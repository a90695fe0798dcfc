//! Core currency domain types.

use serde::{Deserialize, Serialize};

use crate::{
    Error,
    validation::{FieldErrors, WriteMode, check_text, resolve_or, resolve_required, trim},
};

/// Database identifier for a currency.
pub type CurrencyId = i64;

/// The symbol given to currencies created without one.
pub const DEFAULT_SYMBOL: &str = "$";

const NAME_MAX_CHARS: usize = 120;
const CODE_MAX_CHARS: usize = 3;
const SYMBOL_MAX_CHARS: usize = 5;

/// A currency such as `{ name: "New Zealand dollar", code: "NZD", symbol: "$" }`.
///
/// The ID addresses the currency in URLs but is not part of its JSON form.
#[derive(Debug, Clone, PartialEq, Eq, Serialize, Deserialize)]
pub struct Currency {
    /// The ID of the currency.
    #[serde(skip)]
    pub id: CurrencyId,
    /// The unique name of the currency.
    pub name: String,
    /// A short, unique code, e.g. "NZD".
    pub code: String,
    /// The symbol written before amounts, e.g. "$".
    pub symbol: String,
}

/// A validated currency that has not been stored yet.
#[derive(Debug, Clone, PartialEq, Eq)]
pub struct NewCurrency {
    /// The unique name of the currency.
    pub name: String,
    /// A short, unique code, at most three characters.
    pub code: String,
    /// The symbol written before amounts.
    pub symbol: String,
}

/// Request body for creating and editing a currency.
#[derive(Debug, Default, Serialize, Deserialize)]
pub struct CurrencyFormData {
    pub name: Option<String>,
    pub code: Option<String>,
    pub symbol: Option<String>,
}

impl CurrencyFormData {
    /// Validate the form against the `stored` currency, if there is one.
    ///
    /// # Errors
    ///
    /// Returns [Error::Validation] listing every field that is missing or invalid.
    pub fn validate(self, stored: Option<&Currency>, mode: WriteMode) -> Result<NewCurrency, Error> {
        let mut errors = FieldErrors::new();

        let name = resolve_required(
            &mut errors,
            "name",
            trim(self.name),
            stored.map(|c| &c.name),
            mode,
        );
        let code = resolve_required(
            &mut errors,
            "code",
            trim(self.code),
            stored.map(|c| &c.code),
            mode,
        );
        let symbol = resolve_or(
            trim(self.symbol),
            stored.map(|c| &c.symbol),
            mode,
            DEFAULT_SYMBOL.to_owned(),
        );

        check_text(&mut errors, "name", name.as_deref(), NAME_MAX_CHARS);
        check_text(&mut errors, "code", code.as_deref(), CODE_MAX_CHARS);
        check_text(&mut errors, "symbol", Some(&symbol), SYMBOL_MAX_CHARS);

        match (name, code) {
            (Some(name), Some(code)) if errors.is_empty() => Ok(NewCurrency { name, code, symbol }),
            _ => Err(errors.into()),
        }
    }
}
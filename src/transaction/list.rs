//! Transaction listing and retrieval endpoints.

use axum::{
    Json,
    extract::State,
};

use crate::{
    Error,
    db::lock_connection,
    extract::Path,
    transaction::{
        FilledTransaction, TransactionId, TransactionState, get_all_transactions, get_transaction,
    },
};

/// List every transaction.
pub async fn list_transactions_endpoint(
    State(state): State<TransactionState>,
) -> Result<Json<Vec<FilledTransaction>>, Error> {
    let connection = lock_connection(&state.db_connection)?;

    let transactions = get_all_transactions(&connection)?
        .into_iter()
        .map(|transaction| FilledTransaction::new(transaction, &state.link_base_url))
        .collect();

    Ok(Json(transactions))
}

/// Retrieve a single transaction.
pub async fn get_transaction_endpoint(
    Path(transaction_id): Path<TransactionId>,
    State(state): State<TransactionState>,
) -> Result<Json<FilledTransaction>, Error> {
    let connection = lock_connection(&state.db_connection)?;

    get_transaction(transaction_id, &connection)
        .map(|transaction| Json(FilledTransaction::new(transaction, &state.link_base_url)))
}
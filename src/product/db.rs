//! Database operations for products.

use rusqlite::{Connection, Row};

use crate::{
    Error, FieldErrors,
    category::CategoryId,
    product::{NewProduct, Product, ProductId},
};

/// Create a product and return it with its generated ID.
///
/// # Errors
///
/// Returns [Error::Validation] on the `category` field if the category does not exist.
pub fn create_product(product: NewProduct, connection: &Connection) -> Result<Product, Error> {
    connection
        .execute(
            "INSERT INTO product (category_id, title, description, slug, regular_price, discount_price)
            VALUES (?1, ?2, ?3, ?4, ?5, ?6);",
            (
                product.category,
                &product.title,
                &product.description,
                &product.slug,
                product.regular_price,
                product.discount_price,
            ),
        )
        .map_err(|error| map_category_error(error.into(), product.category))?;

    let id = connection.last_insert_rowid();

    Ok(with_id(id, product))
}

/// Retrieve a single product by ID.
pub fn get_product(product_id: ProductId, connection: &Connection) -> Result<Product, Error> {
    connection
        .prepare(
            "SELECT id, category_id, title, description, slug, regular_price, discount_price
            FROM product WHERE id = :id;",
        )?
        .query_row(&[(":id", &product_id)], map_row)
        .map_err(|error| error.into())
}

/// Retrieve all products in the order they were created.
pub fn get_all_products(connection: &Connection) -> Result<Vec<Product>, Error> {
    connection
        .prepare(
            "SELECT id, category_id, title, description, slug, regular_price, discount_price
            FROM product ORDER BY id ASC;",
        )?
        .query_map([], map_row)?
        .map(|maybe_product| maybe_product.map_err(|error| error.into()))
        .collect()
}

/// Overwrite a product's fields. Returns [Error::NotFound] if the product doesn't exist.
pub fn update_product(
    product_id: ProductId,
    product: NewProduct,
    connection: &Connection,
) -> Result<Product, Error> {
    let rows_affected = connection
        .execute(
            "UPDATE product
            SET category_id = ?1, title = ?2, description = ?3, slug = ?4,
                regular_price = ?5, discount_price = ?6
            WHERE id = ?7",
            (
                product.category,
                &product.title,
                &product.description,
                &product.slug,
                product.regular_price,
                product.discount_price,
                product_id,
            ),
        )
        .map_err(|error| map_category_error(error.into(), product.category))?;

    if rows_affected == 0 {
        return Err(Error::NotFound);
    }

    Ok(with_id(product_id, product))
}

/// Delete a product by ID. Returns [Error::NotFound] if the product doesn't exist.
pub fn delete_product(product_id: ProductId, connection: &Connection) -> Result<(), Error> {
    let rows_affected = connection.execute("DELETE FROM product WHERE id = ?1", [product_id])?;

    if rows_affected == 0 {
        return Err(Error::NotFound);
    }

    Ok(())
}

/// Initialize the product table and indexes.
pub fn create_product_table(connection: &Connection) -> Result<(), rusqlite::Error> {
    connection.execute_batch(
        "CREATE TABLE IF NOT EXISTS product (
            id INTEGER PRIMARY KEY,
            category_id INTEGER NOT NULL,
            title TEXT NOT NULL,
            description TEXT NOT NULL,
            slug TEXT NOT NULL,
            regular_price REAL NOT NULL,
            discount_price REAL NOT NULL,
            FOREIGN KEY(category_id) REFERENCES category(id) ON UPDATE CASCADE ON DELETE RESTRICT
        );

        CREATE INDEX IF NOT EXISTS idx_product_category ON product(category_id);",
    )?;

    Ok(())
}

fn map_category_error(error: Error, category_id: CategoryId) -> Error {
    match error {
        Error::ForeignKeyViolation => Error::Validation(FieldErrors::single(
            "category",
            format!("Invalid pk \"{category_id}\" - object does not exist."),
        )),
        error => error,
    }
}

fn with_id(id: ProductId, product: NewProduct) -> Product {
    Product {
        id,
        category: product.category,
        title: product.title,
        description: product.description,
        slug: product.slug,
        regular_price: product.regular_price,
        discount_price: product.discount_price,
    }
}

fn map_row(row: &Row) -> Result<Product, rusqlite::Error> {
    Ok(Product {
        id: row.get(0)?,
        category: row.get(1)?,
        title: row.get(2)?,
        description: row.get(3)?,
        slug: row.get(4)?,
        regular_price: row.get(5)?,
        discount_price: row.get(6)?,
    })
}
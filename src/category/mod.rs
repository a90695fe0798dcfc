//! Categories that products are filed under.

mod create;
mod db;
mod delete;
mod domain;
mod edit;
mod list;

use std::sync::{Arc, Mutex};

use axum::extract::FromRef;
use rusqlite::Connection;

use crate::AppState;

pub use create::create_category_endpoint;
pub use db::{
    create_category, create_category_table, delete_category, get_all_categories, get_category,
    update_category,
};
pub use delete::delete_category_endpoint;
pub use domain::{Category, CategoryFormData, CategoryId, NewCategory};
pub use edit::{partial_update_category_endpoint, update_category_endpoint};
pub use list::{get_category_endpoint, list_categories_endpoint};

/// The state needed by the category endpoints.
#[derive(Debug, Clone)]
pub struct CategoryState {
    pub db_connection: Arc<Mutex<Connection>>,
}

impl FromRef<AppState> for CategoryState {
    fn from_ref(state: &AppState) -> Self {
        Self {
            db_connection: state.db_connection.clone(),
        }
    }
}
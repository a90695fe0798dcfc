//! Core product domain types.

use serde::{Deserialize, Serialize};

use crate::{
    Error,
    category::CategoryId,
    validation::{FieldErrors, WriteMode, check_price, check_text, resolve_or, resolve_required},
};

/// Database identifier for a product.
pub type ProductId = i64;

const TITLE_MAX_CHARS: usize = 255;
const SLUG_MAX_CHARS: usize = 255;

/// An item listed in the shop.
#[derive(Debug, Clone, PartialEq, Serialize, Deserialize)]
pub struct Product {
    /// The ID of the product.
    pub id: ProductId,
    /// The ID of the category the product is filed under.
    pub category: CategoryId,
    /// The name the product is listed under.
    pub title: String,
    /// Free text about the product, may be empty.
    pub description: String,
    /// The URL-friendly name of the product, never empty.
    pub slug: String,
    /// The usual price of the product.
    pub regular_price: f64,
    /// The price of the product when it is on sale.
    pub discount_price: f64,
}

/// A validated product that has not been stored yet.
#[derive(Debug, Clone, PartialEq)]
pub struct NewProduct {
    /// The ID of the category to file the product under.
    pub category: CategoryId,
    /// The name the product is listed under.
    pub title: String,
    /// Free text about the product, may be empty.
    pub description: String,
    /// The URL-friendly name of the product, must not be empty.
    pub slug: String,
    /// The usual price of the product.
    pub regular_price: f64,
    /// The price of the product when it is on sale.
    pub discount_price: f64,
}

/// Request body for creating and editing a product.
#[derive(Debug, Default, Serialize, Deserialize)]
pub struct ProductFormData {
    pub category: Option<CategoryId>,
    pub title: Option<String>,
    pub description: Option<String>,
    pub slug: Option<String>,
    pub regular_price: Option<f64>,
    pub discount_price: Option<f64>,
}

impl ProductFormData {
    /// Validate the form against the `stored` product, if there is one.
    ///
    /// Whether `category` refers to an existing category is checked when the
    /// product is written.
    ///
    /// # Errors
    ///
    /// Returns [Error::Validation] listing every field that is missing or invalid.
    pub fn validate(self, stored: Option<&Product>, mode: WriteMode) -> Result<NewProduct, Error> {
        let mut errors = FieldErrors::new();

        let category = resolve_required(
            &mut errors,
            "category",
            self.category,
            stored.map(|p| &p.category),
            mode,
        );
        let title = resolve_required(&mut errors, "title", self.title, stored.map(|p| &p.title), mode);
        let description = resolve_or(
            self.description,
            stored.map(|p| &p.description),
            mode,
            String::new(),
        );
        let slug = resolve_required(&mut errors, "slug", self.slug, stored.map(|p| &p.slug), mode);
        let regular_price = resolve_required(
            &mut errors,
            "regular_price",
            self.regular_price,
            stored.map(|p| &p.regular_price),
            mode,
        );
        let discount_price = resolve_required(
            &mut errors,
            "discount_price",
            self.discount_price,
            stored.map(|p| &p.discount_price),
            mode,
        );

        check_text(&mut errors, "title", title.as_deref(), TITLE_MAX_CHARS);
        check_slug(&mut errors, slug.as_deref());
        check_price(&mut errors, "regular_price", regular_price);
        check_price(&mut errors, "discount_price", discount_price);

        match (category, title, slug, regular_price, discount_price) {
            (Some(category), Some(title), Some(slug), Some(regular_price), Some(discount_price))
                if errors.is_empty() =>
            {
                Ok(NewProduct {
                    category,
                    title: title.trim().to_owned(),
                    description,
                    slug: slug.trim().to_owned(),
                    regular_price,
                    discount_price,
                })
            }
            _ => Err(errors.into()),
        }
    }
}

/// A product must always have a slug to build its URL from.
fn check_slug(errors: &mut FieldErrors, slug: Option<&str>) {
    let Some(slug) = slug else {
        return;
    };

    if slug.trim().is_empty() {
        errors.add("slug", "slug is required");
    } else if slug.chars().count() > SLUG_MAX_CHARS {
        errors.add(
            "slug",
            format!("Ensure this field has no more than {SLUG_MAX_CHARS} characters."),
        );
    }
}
-=-=-=-=-
**DESCRIPTION OF THE TASK:**
Repeat the data word for word, starting at its first line and stopping after the line that contains "pub type CurrencyId = i64;".

**EXERCISE OUTPUT:**
repository a90695fe0798dcfc
//! Core currency domain types.

use serde::{Deserialize, Serialize};

use crate::{
    Error,
    validation::{FieldErrors, WriteMode, check_text, resolve_or, resolve_required, trim},
};

/// Database identifier for a currency.
pub type CurrencyId = i64;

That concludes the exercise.